Would you copy each line of the records that includes the word "DomainError"?

───── Supplied records

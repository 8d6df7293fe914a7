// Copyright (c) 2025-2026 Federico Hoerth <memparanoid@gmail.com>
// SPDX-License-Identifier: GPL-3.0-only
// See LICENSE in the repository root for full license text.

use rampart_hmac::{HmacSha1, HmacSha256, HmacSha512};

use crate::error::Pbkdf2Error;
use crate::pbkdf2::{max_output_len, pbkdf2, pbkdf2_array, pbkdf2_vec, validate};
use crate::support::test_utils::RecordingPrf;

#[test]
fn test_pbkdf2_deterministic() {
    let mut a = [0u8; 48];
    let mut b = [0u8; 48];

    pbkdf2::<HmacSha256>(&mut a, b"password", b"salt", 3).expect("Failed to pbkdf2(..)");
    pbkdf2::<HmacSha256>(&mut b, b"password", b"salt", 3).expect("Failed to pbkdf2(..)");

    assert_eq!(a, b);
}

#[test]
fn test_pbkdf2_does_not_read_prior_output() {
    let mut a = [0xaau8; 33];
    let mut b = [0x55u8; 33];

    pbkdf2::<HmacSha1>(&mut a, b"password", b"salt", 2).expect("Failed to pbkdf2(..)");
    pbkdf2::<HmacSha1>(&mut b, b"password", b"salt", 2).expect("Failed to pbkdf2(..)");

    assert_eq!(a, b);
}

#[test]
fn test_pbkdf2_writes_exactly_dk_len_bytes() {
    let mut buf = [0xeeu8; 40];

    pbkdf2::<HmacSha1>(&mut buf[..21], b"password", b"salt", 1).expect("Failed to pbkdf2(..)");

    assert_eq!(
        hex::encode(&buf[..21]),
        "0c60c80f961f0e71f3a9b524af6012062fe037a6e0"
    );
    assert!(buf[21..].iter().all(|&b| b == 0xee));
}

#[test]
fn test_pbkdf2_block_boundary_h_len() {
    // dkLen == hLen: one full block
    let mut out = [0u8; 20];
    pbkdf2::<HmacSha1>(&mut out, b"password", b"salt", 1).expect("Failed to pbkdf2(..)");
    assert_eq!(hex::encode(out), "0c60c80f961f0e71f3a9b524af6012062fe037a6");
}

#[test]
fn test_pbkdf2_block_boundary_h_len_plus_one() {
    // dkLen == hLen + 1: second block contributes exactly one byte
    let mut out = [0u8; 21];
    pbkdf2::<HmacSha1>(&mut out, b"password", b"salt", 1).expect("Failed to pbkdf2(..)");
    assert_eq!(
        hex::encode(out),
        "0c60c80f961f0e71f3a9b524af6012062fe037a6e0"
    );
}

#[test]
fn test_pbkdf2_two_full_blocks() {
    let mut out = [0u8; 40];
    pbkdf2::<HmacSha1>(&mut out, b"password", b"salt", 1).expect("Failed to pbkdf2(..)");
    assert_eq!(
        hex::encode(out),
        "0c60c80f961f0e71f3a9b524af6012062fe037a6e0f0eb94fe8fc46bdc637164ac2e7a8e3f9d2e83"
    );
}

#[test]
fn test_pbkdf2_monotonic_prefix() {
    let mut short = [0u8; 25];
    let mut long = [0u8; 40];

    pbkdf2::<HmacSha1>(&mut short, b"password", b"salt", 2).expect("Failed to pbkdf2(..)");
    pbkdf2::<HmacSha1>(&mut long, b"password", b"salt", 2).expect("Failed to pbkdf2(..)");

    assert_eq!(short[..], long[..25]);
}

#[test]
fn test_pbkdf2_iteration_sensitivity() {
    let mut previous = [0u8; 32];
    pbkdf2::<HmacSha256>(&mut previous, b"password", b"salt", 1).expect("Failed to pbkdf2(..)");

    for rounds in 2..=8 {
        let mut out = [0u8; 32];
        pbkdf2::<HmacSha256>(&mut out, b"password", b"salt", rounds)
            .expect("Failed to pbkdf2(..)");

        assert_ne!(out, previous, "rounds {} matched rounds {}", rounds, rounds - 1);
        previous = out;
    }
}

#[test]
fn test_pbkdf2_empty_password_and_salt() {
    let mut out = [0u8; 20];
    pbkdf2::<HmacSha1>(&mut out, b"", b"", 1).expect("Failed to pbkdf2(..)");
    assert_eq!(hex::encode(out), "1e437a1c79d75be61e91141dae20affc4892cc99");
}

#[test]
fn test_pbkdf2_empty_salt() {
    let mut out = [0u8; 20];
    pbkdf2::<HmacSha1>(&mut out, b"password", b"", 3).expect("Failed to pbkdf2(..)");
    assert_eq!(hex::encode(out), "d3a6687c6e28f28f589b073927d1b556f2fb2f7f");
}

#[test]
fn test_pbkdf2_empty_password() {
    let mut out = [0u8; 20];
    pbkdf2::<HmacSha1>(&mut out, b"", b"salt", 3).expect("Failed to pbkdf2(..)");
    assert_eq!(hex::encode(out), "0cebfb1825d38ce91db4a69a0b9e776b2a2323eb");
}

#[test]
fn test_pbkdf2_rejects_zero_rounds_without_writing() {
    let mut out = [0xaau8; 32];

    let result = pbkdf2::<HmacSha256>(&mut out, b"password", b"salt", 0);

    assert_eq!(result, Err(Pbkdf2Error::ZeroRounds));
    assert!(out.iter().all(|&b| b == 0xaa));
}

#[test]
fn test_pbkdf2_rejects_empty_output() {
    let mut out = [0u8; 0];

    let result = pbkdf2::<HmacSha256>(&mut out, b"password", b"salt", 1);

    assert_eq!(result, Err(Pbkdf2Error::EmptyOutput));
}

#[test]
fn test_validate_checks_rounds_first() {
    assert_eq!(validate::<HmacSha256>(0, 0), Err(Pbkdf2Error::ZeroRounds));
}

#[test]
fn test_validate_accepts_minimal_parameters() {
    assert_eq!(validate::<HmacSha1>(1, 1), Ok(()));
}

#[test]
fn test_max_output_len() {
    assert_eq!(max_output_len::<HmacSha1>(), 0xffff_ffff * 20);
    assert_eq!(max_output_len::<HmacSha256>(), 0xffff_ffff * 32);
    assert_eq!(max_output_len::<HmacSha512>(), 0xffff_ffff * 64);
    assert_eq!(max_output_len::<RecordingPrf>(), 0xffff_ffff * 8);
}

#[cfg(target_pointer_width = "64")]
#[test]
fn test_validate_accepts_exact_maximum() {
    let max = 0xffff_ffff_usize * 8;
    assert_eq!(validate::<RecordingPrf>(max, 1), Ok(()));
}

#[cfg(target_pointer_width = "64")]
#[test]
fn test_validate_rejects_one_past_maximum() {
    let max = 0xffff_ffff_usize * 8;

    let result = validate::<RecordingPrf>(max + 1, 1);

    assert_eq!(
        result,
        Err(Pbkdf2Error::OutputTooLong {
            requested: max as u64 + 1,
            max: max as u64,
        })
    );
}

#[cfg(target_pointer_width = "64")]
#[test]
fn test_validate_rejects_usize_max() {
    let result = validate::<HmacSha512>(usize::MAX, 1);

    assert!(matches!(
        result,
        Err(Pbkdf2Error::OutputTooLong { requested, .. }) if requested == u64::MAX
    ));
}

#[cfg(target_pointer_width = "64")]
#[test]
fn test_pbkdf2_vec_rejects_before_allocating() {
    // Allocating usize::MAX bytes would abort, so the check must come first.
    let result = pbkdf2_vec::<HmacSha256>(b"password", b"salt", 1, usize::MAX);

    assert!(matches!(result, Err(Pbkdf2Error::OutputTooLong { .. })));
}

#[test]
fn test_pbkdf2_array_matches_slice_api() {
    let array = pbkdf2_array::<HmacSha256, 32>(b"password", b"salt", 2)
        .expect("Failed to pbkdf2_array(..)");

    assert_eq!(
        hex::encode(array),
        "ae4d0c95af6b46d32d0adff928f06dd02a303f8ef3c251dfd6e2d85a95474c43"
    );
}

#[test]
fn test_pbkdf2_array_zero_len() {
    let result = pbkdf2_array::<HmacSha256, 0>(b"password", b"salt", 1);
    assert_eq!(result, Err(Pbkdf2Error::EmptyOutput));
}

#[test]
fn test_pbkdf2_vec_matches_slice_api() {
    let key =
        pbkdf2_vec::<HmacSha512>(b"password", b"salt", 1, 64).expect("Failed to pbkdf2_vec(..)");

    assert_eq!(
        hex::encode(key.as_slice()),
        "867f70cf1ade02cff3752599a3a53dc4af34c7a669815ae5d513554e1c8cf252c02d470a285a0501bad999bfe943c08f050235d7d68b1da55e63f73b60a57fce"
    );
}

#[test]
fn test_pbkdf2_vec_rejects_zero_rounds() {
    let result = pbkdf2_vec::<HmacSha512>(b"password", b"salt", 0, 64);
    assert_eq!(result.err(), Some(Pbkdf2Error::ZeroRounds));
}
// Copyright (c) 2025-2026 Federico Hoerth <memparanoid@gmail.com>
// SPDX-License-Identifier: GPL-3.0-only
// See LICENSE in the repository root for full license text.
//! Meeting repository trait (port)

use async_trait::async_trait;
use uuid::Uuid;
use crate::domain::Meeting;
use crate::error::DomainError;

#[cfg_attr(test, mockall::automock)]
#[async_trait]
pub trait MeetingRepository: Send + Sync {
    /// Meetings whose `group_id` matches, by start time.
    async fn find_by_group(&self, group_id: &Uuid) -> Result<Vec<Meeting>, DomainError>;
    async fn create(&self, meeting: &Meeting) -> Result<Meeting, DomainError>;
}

──────────

[Output below]
use crate::error::DomainError;
    async fn find_by_group(&self, group_id: &Uuid) -> Result<Vec<Meeting>, DomainError>;
    async fn create(&self, meeting: &Meeting) -> Result<Meeting, DomainError>;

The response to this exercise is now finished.